People say depression increases during the Holiday season and I certainly see why. It isn't what you were expecting in so many ways. It's the end of the year and there are inevitable shortcomings and I have no shortage of those. I am still not well, I didn't complete the past college semester, people have disappointed me, and so on....
But to counter all the sadness we may face at the end of a long year, I have to focus on what does matter the most. I am alive. I am alive in my smile and my laugh. I am alive with my little dog, and with my friends, and with family. I am alive to get better so I can get back to everything that I know I will be great at. That is first and foremost in my mind. I am so blessed to still have this life. Cause it's still an opportunity to make things/love/memories happen until my heart stops beating. And I try my hardest not to focus on the people that have let me down when I know that I have so many wonderful people in life that haven't. Friends, my sorority sisters, my ACTUAL sister, my parents, my brother who has concern for every aspect of my health, my sister-in-law that I feel like I can always talk to and be real with, my constant prayer warriors who probably pray more for me than I pray for myself, and of course you know I'm going to mention my sweet dog. My little Abel who has healed more pain and melted away more anger than he will ever know just be being a presence in my life.
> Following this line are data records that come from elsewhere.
use std::collections::HashSet;

use keyschema_core::{
    DEFAULT_SEPARATOR, KeyPart, NestedSchema, Placeholder, Primitive, SchemaNode, render_parts,
};
use tracing::debug;

use crate::error::CodegenError;
use crate::ident::{pascal_case, snake_case};

/// Name of the generated root struct unless configured otherwise.
pub const DEFAULT_ROOT_NAME: &str = "Keys";

/// Generation options.
#[derive(Debug, Clone, PartialEq, Eq)]
pub struct CodegenOptions {
    /// Root struct name; converted to `PascalCase`.
    pub root_name: String,
    /// Separator baked into the generated `SEPARATOR` constant.
    pub separator: String,
}

impl Default for CodegenOptions {
    fn default() -> Self {
        Self {
            root_name: DEFAULT_ROOT_NAME.to_string(),
            separator: DEFAULT_SEPARATOR.to_string(),
        }
    }
}

impl CodegenOptions {
    pub fn with_root_name(mut self, root_name: impl Into<String>) -> Self {
        self.root_name = root_name.into();
        self
    }

    pub fn with_separator(mut self, separator: impl Into<String>) -> Self {
        self.separator = separator.into();
        self
    }
}

const HELPERS: &str = r#"
/// Numbers accepted by generated key methods.
pub trait NumberArg {
    fn segment(self) -> String;
}

macro_rules! impl_integer_arg {
    ($($ty:ty),*) => {
        $(
            impl NumberArg for $ty {
                fn segment(self) -> String {
                    self.to_string()
                }
            }
        )*
    };
}

impl_integer_arg!(i8, i16, i32, i64, isize, u8, u16, u32, u64, usize);

impl NumberArg for f64 {
    fn segment(self) -> String {
        self::number_segment(self)
    }
}

impl NumberArg for f32 {
    fn segment(self) -> String {
        self::number_segment(self.to_string().parse().unwrap_or(f64::from(self)))
    }
}

#[allow(dead_code)]
fn number_segment(n: f64) -> String {
    if n.is_nan() {
        "NaN".to_string()
    } else if n.is_infinite() {
        if n > 0.0 { "Infinity" } else { "-Infinity" }.to_string()
    } else if n == 0.0 {
        "0".to_string()
    } else {
        n.to_string()
    }
}

#[allow(dead_code)]
fn join_key(prefix: &[String], parts: &[String]) -> String {
    let mut segments: Vec<&str> = prefix.iter().map(String::as_str).collect();
    segments.extend(parts.iter().map(String::as_str));
    segments.join(SEPARATOR)
}

#[allow(dead_code)]
fn extend_prefix(prefix: &[String], parts: &[String]) -> Vec<String> {
    prefix.iter().chain(parts).cloned().collect()
}
"#;

/// Generates a self-contained Rust module with one typed method per key.
///
/// Every generated method takes exactly the arguments its key needs, so a
/// missing argument is a compile error in the calling crate instead of a
/// [`MissingArgumentError`](keyschema_core::MissingArgumentError) at run
/// time. The produced keys are identical to those of the runtime compiler
/// with the same separator.
///
/// # Errors
///
/// Returns [`CodegenError`] when a schema name cannot become an identifier
/// or two names collide after case conversion.
///
/// # Examples
///
/// ```
/// use keyschema_codegen::{CodegenOptions, generate_rust};
/// use keyschema_core::*;
///
/// let schema = NestedSchema::new().key("user", key!["user", Placeholder::string("id")]);
/// let code = generate_rust(&schema, &CodegenOptions::default()).unwrap();
///
/// assert!(code.contains("pub struct Keys {"));
/// assert!(code.contains("pub fn user(&self, id: &str) -> String {"));
/// ```
pub fn generate_rust(
    schema: &NestedSchema,
    options: &CodegenOptions,
) -> Result<String, CodegenError> {
    let root = pascal_case(&options.root_name)
        .ok_or_else(|| CodegenError::InvalidIdentifier(options.root_name.clone()))?;

    let mut emitter = Emitter {
        separator: &options.separator,
        structs: Vec::new(),
        struct_names: HashSet::new(),
    };
    emitter.level(schema, &root, true, &mut Vec::new(), &mut Vec::new())?;
    debug!(root = %root, structs = emitter.structs.len(), "Generated key builders");

    let mut out = String::new();
    out.push_str("// Generated by keyschema-codegen. Do not edit.\n\n");
    out.push_str("/// Separator joining key segments.\n");
    out.push_str(&format!(
        "pub const SEPARATOR: &str = {:?};\n",
        options.separator
    ));
    out.push_str(HELPERS);
    for block in &emitter.structs {
        out.push('\n');
        out.push_str(block);
    }
    Ok(out)
}

struct Emitter<'a> {
    separator: &'a str,
    structs: Vec<String>,
    struct_names: HashSet<String>,
}

impl Emitter<'_> {
    fn level(
        &mut self,
        schema: &NestedSchema,
        name: &str,
        is_root: bool,
        path: &mut Vec<String>,
        template: &mut Vec<KeyPart>,
    ) -> Result<(), CodegenError> {
        if !self.struct_names.insert(name.to_string()) {
            return Err(CodegenError::DuplicateStruct(name.to_string()));
        }
        // Parent first in the output, so reserve the slot before recursing.
        let slot = self.structs.len();
        self.structs.push(String::new());

        let mut members = HashSet::new();
        if is_root {
            members.insert("new".to_string());
        }
        let mut methods = String::new();

        for (key, node) in schema.iter() {
            let Some(node) = node else {
                continue;
            };
            path.push(key.to_string());

            let method = snake_case(key).ok_or_else(|| CodegenError::InvalidIdentifier(key.to_string()))?;
            if !members.insert(method.clone()) {
                return Err(CodegenError::DuplicateMember {
                    structure: name.to_string(),
                    name: method,
                });
            }

            match node {
                SchemaNode::Key(def) => {
                    let params = parameters(def.placeholders(), path)?;
                    let doc = render(template.iter().chain(def.parts()), self.separator);
                    methods.push_str(&format!(
                        "\n    /// `{doc}`\n    pub fn {method}(&self{params}) -> String {{\n        self::join_key(&self.prefix, &[{parts}])\n    }}\n",
                        parts = segments(def.parts())?,
                    ));
                }
                SchemaNode::Nested(nested) => {
                    let child = child_name(name, key)?;
                    let parts = segments(&[KeyPart::Literal(key.to_string())])?;
                    methods.push_str(&format!(
                        "\n    pub fn {method}(&self) -> {child} {{\n        {child} {{\n            prefix: self::extend_prefix(&self.prefix, &[{parts}]),\n        }}\n    }}\n",
                    ));

                    template.push(KeyPart::Literal(key.to_string()));
                    self.level(nested, &child, false, path, template)?;
                    template.pop();
                }
                SchemaNode::Parameterized(param) => {
                    let child = child_name(name, key)?;
                    let params = parameters(param.placeholders().iter(), path)?;
                    let gate: Vec<KeyPart> = std::iter::once(KeyPart::Literal(key.to_string()))
                        .chain(param.placeholders().iter().map(KeyPart::from))
                        .collect();
                    methods.push_str(&format!(
                        "\n    pub fn {method}(&self{params}) -> {child} {{\n        {child} {{\n            prefix: self::extend_prefix(&self.prefix, &[{parts}]),\n        }}\n    }}\n",
                        parts = segments(&gate)?,
                    ));

                    let len = template.len();
                    template.extend(gate);
                    self.level(param.schema(), &child, false, path, template)?;
                    template.truncate(len);
                }
            }

            path.pop();
        }

        let doc = if path.is_empty() {
            "Root of the key tree.".to_string()
        } else {
            format!("Keys under `{}`.", path.join(".").escape_debug())
        };
        let mut block = format!(
            "/// {doc}\n#[derive(Debug, Clone, PartialEq, Eq)]\npub struct {name} {{\n    prefix: Vec<String>,\n}}\n\nimpl {name} {{\n"
        );
        if is_root {
            block.push_str("    pub const fn new() -> Self {\n        Self { prefix: Vec::new() }\n    }\n");
        }
        block.push_str(&methods);
        block.push_str("}\n");
        self.structs[slot] = block;
        Ok(())
    }
}

fn child_name(parent: &str, key: &str) -> Result<String, CodegenError> {
    let suffix = pascal_case(key).ok_or_else(|| CodegenError::InvalidIdentifier(key.to_string()))?;
    Ok(format!("{parent}{}", suffix.trim_end_matches('_')))
}

fn argument_name(p: &Placeholder) -> Result<String, CodegenError> {
    snake_case(p.name()).ok_or_else(|| CodegenError::InvalidIdentifier(p.name().to_string()))
}

fn parameters<'a>(
    placeholders: impl Iterator<Item = &'a Placeholder>,
    path: &[String],
) -> Result<String, CodegenError> {
    let mut seen = HashSet::new();
    let mut out = String::new();
    for p in placeholders {
        let ident = argument_name(p)?;
        if !seen.insert(ident.clone()) {
            return Err(CodegenError::DuplicateArgument {
                method: path.join("."),
                name: ident,
            });
        }
        let ty = match p.value_type() {
            Primitive::String => "&str",
            Primitive::Number => "impl self::NumberArg",
            Primitive::Boolean => "bool",
        };
        out.push_str(&format!(", {ident}: {ty}"));
    }
    Ok(out)
}

fn segments(parts: &[KeyPart]) -> Result<String, CodegenError> {
    let exprs = parts
        .iter()
        .map(|part| match part {
            KeyPart::Literal(text) => Ok(format!("{text:?}.to_string()")),
            KeyPart::Placeholder(p) => {
                let ident = argument_name(p)?;
                Ok(match p.value_type() {
                    Primitive::Number => format!("self::NumberArg::segment({ident})"),
                    Primitive::String | Primitive::Boolean => format!("{ident}.to_string()"),
                })
            }
        })
        .collect::<Result<Vec<_>, CodegenError>>()?;
    Ok(exprs.join(", "))
}

fn render<'a>(parts: impl Iterator<Item = &'a KeyPart>, separator: &str) -> String {
    render_parts(parts, separator).escape_debug().to_string()
}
With these records being looked over, my case being considered, and the possibility of going up to St. Louis looking more and more realistic, there is a natural response to feel nervous. Traveling, hotels, doctors you've never met, in a hospital you haven't been inside for 10 years. But that's what the paragraph above is for: to remind me that I am blessed and I am loved. That is enough comfort to get me through these scary times. That, and of course, my faith in God.
In this season, I remind myself that Mary had to go to Manger in Bethlehem to deliver her son. This was obviously not her ideal scenario. She never pictured delivering her firstborn this way.
But maybe God's plan is just as mysterious for me. I may have to go to St. Louis and see unfamiliar faces, do unfamiliar tests. I'll feel uncomfortable, I'll feel scared. But possibly in the end, something great will come of it. I can only have faith.